С тех пор, как грохот стих, а над озером улеглась ледяная пыль, прошло уже три месяца. А деревня — жива. Не просто жива, а будто воспряла. Олени находят ягель там, где его не было годами, песцы жирны и медлительны, а рыба в прорубях так и плещется, словно сама просится в сети. Тишина. Спокойствие. И от этого — только страшнее.
Потому что закономерность рухнула. Мир, чьи суровые правила мы учили с молоком матери, дал сбой. И единственное, что последовало за обвалом — это холод. Зима вцепилась в наши земли с такой яростной хваткой, какой не помнили даже старейшины. Воздух стал густым, колючим, обжигающим легкие. Свинцовое небо давило на крыши наших теплых, вмерзших в вечную мерзлоту домов, а ветер выл песни, от которых кровь стыла в жилах.
В такие дни единственное мое желание, грезившееся мне в самых сладких снах, — свернуться калачиком у тёплого камина, укутавшись в оленью шкуру, и не выходить никуда до самой оттепели, которой, возможно, и не бывает. Но увы. Девиз нашего Старосты, высеченный у него на лице морщинами и заиндевевшими бровями, прост и неумолим: «Кто не работает — тот не ест». Ненавидеть его за это — все равно что ненавидеть снег за то, что он холодный. Он — прав. Будь у нас хоть капля поблажек, деревня бы не пережила и первой зимы. Суровость — это наша вторая кожа, наш доспех.

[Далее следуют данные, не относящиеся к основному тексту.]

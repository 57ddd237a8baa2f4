//! Shared types and stock logic for the Warehouse Management Platform
//!
//! This crate contains the request models, the stock reconciliation planner
//! and the purchase-order fulfillment rules used by the backend and, through
//! WASM, by the browser forms.

pub mod fulfillment;
pub mod models;
pub mod stock;
pub mod text;
pub mod types;
pub mod validation;

pub use fulfillment::*;
pub use models::*;
pub use types::*;
pub use validation::*;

Даже смерть не освобождает от долга перед общиной. Нас не остановить. Всех, кого мы теряем в стычках со зверем, в стужу или от старости, мы не предаем земле — она не примет мертвеца, она как каменная. Мы даем им последнюю службу. Мы создаем из них мумий.
Помню, как впервые увидела их в десять лет. Длинный ряд тел в ледяном склепе, куда мы не пускаем тепло. Их кожа, обтянувшая кости, становилась синеватой, прозрачной, как тончайший лед, а на некоторых проступали багровые, похожие на застывшие капли крови, пятна-шишки. Самым страшным было узнать в этих безмолвных фигурах своих родителей. Их лица, когда-то такие теплые и живые, теперь были масками, высеченными изо льда и скорби. Это зрелище выжгло во мне последние остатки детства.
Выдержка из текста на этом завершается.